Hunter shows good lateral movement, able to keep his chest in front of his man, and that along with his overall defensive IQ will help his transition into a man-to-man oriented team defense in the NBA. He has some of the physical tools needed to be a solid two-way player in the NBA, although there’s some work to be done to become a plus defender at the next level.

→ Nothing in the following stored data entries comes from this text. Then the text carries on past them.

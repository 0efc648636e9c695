//! Client routes and what each one shows.
//!
//! `Route::from_uri` turns a location (path + query) into a route;
//! `render` turns a route, the caller's session and the catalog into a
//! `View`. Missing records and missing permissions are ordinary views
//! (`NotFound`, `AccessRestricted`), not errors. The only error is a
//! malformed filter parameter.

use axum::extract::Query;
use axum::http::Uri;
use serde::{Deserialize, Serialize};

use crate::booking::{AppointmentBuckets, BookingRequest, TIME_SLOTS};
use crate::catalog::Catalog;
use crate::dashboard::DashboardView;
use crate::filter::{DoctorQuery, FilterError, HospitalQuery};
use crate::models::{Doctor, Hospital, Role};
use crate::session::{Access, Restriction, Session};

#[derive(Debug, Clone, PartialEq, thiserror::Error)]
pub enum RouteError {
    #[error("Malformed query string: {0}")]
    Query(String),
}

// ═══════════════════════════════════════════════════════════
// Routes
// ═══════════════════════════════════════════════════════════

#[derive(Debug, Clone, PartialEq)]
pub enum Route {
    Home,
    Hospitals(HospitalQuery),
    Hospital { id: String },
    Doctors(DoctorQuery),
    /// `book` asks for the booking dialog to open on arrival.
    Doctor { id: String, book: bool },
    Appointments,
    Dashboard,
    Login,
    Register,
    NotFound { path: String },
}

#[derive(Debug, Default, Deserialize)]
struct DoctorDetailQuery {
    book: Option<String>,
}

impl Route {
    pub fn from_uri(uri: &Uri) -> Result<Self, RouteError> {
        let path = uri.path();
        let trimmed = path.trim_end_matches('/');
        let segments: Vec<&str> = trimmed.split('/').skip(1).collect();

        let route = match segments.as_slice() {
            [] | [""] => Route::Home,
            ["hospitals"] => Route::Hospitals(parse_query(uri)?),
            ["hospitals", id] => Route::Hospital { id: id.to_string() },
            ["doctors"] => Route::Doctors(parse_query(uri)?),
            ["doctors", id] => {
                let query: DoctorDetailQuery = parse_query(uri)?;
                Route::Doctor {
                    id: id.to_string(),
                    book: query.book.as_deref() == Some("true"),
                }
            }
            ["appointments"] => Route::Appointments,
            ["dashboard"] => Route::Dashboard,
            ["login"] => Route::Login,
            ["register"] => Route::Register,
            _ => Route::NotFound {
                path: path.to_string(),
            },
        };
        Ok(route)
    }
}

fn parse_query<T>(uri: &Uri) -> Result<T, RouteError>
where
    T: serde::de::DeserializeOwned + Default,
{
    if uri.query().is_none() {
        return Ok(T::default());
    }
    Query::<T>::try_from_uri(uri)
        .map(|Query(query)| query)
        .map_err(|e| RouteError::Query(e.body_text()))
}

// ═══════════════════════════════════════════════════════════
// Views
// ═══════════════════════════════════════════════════════════

#[derive(Debug, Clone, PartialEq, Eq, Serialize)]
pub struct Link {
    pub label: &'static str,
    pub href: &'static str,
}

#[derive(Debug, Clone, Serialize)]
#[serde(tag = "view", rename_all = "snake_case")]
pub enum View {
    #[serde(rename_all = "camelCase")]
    Home {
        hospital_count: usize,
        doctor_count: usize,
        search_path: &'static str,
    },
    #[serde(rename_all = "camelCase")]
    HospitalList {
        hospitals: Vec<Hospital>,
        count: usize,
        /// Query string to mirror into the address bar.
        address_bar: String,
        specializations: Vec<String>,
        insurance_options: Vec<String>,
    },
    HospitalDetail {
        hospital: Hospital,
        doctors: Vec<Doctor>,
    },
    #[serde(rename_all = "camelCase")]
    DoctorList {
        doctors: Vec<Doctor>,
        count: usize,
        specializations: Vec<String>,
    },
    #[serde(rename_all = "camelCase")]
    DoctorDetail {
        doctor: Doctor,
        booking_open: bool,
        /// Booking was requested but nobody is logged in.
        login_prompt: bool,
        time_slots: &'static [&'static str],
        booking_form: BookingRequest,
    },
    Appointments(AppointmentBuckets),
    Dashboard(DashboardView),
    Login,
    Register {
        roles: Vec<Role>,
    },
    NotFound {
        title: &'static str,
        message: &'static str,
        back: Link,
    },
    AccessRestricted {
        title: &'static str,
        message: &'static str,
        restriction: Restriction,
        link: Link,
    },
}

impl View {
    pub fn is_not_found(&self) -> bool {
        matches!(self, View::NotFound { .. })
    }

    pub fn is_access_restricted(&self) -> bool {
        matches!(self, View::AccessRestricted { .. })
    }

    pub fn page_not_found() -> Self {
        View::NotFound {
            title: "Page Not Found",
            message: "The page you're looking for doesn't exist or has been moved.",
            back: Link {
                label: "Return to Home",
                href: "/",
            },
        }
    }

    fn hospital_not_found() -> Self {
        View::NotFound {
            title: "Hospital Not Found",
            message: "The hospital you're looking for doesn't exist.",
            back: Link {
                label: "Back to Hospitals",
                href: "/hospitals",
            },
        }
    }

    fn doctor_not_found() -> Self {
        View::NotFound {
            title: "Doctor Not Found",
            message: "The doctor you're looking for doesn't exist.",
            back: Link {
                label: "Back to Doctors",
                href: "/doctors",
            },
        }
    }
}

fn owned(values: Vec<&str>) -> Vec<String> {
    values.into_iter().map(str::to_string).collect()
}
pub mod appointment;
pub mod doctor;
pub mod enums;
pub mod hospital;
pub mod review;
pub mod user;

pub use appointment::Appointment;
pub use doctor::Doctor;
pub use enums::{AppointmentStatus, Role, Weekday};
pub use hospital::{Hospital, Pricing};
pub use review::Review;
pub use user::SessionUser;

/// Errors raised while parsing model values.
#[derive(Debug, thiserror::Error)]
pub enum ModelError {
    #[error("Invalid {field} value: {value:?}")]
    InvalidEnum { field: String, value: String },
}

Hunter’s biggest weakness is, ironically, his lack of strength. Weighing just over 180 pounds, he leaves much to be desired with his thin frame. Hunter could get to the rim at a fine rate in college (taking almost seven free throw attempts a game), but it’s unlikely that he’ll be able to produce those kind of numbers at the next level. Hunter wasn’t a strong finisher at the rim and would shy away from contact, instead trying to use a variety of floaters over the defense or draw the foul. His thin frame will prove to be a problem on the defensive end too, as bigger guards will have no problem pushing Hunter into the low block, and opposing bigs will be able create lots of space for their guards by setting punishing screens on Hunter.
The other issues with Hunter are consistency and ball handling. What gives NBA scouts hope is Hunter’s work ethic: Hunter has already addressed the above issues and is already hard at work, locking himself in the gym and trying to develop as much as possible. He has dedicated the time between now and the draft to focus solely on basketball, and that work ethic will stay with him in the future.
The right situation is often the biggest factor in if a player makes it big in the NBA, but for players like Hunter, the combination of their size, shooting ability and work ethic will increase their chance of longevity in the league. Hunter has the size to see over the defense, the ability to make passes through the tight windows and most importantly, the ability to score the basketball. Every team needs a two-way player who can shoot and defend their position, and R.J. Hunter is getting himself prepared to be a contributor on a contending team.